Stored data
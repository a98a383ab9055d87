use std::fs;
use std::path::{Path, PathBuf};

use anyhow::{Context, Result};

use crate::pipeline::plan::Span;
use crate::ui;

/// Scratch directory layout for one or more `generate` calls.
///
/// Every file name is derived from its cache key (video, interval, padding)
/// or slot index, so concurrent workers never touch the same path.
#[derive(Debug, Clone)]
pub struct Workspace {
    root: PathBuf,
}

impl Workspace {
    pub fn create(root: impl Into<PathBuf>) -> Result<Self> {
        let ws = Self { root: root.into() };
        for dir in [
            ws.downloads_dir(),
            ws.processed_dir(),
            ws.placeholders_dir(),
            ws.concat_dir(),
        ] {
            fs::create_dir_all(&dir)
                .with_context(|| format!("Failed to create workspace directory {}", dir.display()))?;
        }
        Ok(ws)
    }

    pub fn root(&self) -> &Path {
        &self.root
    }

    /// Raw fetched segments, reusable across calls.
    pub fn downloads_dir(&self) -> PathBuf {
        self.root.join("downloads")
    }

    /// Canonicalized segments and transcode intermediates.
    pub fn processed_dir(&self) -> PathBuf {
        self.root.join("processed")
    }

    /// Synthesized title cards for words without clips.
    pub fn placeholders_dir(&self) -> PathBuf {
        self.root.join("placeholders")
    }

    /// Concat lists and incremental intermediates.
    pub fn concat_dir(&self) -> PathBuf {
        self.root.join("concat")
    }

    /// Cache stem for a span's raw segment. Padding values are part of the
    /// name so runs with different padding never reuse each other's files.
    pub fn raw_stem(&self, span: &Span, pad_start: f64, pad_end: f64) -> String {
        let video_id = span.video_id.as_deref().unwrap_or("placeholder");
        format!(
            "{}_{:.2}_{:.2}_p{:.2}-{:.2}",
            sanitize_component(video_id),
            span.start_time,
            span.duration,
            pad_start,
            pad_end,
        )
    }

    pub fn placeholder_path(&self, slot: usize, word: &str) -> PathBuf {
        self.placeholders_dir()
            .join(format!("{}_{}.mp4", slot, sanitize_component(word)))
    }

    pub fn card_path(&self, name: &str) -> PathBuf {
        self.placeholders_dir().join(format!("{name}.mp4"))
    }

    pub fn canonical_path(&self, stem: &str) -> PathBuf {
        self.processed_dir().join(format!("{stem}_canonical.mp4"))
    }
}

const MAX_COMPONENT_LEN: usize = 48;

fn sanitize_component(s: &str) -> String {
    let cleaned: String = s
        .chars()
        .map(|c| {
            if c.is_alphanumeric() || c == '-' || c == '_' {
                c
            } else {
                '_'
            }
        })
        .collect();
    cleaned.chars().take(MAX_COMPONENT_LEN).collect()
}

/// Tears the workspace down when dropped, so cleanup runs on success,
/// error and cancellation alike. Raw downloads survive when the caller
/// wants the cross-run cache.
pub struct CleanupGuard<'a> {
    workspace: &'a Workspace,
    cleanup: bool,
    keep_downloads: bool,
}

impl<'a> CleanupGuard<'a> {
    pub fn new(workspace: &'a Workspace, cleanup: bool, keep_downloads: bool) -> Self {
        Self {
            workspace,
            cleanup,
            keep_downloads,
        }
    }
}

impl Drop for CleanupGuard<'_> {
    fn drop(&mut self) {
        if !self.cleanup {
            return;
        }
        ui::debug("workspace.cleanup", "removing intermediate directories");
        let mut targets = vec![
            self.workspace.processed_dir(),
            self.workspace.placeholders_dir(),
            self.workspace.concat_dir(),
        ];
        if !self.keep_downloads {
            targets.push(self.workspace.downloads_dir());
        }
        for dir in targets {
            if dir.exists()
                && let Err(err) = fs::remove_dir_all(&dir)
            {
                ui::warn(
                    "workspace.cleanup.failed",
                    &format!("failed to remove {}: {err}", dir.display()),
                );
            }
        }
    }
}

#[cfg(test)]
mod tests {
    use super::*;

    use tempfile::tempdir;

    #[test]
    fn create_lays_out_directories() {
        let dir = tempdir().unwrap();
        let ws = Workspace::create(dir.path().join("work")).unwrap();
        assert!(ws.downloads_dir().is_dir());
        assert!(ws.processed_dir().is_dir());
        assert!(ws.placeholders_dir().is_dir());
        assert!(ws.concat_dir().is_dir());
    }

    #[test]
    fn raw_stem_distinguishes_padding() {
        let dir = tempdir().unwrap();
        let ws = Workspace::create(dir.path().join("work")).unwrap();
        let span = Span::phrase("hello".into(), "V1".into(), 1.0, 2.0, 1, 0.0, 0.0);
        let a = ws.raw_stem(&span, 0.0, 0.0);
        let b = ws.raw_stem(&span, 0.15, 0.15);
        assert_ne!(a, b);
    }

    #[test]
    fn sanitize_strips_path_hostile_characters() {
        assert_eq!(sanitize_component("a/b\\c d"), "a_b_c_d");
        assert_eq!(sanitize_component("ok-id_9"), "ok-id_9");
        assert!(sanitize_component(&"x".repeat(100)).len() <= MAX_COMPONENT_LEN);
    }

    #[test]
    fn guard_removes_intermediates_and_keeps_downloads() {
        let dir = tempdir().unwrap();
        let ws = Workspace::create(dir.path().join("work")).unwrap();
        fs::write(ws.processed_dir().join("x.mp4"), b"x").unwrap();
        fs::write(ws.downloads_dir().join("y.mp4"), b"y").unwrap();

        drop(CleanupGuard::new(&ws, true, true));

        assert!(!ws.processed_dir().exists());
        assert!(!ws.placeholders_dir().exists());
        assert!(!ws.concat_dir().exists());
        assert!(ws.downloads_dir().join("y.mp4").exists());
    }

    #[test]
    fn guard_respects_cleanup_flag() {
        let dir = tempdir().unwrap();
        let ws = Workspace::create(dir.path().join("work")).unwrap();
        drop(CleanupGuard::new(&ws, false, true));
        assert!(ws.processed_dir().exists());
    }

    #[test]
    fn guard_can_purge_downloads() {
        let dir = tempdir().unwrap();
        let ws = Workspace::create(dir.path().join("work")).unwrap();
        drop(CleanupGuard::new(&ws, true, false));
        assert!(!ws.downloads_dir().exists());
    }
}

== THE PROBLEM ==
For the lines above, output exactly those from the line containing "if c.is_alphanumeric() ||" through the line containing "Tears the workspace", and skip the others.

== ANSWER BELOW ==
            if c.is_alphanumeric() || c == '-' || c == '_' {
                c
            } else {
                '_'
            }
        })
        .collect();
    cleaned.chars().take(MAX_COMPONENT_LEN).collect()
}

/// Tears the workspace down when dropped, so cleanup runs on success,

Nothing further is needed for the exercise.